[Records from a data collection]
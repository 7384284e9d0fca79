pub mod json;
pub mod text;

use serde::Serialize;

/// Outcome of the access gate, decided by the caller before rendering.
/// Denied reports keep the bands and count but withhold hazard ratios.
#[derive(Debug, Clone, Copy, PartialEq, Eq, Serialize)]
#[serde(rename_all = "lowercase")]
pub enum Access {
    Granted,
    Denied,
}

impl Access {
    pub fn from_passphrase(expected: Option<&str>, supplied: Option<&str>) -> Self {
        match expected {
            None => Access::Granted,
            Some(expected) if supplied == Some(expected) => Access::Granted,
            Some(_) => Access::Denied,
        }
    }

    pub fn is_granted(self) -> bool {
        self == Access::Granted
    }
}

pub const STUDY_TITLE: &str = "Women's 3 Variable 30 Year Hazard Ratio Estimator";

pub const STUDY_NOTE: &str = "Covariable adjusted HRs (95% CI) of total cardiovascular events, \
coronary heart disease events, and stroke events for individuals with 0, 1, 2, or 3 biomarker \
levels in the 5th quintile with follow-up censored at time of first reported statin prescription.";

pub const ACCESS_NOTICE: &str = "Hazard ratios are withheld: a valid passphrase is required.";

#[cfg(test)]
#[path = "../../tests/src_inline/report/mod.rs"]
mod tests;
==
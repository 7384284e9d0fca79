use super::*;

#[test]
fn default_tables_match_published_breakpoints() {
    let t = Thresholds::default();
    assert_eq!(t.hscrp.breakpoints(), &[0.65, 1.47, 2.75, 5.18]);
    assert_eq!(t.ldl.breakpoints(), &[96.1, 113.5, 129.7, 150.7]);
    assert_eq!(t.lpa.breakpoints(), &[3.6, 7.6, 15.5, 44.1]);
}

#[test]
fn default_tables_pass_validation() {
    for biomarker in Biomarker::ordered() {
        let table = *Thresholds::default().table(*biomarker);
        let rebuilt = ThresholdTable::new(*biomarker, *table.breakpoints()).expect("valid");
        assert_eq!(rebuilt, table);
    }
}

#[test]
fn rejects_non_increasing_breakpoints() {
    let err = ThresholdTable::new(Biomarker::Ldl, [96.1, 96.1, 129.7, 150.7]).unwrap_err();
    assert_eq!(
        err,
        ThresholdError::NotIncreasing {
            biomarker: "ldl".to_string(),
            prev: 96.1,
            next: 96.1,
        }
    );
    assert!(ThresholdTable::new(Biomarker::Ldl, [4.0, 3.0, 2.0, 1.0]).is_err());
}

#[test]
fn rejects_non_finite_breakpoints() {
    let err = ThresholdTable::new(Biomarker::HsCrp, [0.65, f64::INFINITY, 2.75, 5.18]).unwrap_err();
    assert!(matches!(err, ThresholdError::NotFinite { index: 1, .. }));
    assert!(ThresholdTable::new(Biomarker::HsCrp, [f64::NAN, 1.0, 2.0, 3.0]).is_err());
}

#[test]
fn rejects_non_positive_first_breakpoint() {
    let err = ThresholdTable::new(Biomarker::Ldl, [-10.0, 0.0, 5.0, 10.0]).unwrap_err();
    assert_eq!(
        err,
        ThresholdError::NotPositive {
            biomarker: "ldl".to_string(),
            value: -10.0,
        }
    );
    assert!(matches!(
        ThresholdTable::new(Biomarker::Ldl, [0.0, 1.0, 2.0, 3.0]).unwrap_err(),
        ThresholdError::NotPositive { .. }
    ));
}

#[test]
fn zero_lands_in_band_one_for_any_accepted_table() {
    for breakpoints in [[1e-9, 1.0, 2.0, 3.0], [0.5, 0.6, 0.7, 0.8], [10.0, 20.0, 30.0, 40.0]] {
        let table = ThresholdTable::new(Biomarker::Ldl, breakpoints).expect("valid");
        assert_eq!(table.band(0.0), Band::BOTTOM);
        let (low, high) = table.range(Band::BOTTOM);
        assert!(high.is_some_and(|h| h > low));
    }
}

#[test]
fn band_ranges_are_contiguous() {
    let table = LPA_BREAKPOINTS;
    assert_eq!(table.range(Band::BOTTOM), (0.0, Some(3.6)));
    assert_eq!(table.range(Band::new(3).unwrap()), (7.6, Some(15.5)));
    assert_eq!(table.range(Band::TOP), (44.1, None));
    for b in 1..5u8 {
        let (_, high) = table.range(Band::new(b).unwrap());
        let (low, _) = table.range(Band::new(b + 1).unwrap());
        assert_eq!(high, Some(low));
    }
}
---
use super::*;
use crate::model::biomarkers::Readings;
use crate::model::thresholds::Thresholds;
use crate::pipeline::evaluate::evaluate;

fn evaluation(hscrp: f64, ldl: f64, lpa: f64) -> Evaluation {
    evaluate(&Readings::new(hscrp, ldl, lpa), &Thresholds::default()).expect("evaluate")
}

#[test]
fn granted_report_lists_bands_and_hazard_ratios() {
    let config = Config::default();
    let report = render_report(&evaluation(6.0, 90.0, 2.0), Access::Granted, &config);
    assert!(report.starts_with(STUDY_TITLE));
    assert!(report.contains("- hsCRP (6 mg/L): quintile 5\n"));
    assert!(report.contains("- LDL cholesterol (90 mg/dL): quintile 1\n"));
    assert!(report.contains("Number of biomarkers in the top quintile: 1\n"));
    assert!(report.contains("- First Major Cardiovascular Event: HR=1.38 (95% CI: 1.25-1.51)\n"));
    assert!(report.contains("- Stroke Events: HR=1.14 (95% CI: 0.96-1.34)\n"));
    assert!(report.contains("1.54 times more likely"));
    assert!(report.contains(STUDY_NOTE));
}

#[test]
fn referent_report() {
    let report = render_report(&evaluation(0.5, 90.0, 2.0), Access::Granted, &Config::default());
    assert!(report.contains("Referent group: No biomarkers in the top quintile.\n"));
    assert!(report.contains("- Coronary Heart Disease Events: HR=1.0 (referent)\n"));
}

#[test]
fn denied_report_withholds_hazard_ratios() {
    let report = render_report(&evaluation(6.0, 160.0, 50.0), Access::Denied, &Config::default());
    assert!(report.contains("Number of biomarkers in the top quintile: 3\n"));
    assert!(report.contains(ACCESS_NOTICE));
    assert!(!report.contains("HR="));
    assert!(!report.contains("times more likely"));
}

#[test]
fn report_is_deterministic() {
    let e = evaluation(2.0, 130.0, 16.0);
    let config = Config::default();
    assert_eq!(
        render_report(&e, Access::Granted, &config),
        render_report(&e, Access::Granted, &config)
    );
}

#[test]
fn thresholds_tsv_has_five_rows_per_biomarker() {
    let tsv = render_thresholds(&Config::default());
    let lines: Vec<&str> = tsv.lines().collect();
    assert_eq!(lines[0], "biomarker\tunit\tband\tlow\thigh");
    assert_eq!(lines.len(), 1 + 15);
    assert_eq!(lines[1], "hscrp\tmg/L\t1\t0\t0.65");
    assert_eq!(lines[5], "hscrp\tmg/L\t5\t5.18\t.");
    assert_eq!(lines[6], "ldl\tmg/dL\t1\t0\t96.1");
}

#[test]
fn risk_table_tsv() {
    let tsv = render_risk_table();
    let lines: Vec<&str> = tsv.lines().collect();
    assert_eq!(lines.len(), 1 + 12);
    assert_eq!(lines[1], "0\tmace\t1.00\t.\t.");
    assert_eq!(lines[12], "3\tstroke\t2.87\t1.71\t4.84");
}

What is needed | Take every line from the data that contains the word "expected".

Result |
    pub fn from_passphrase(expected: Option<&str>, supplied: Option<&str>) -> Self {
        match expected {
            Some(expected) if supplied == Some(expected) => Access::Granted,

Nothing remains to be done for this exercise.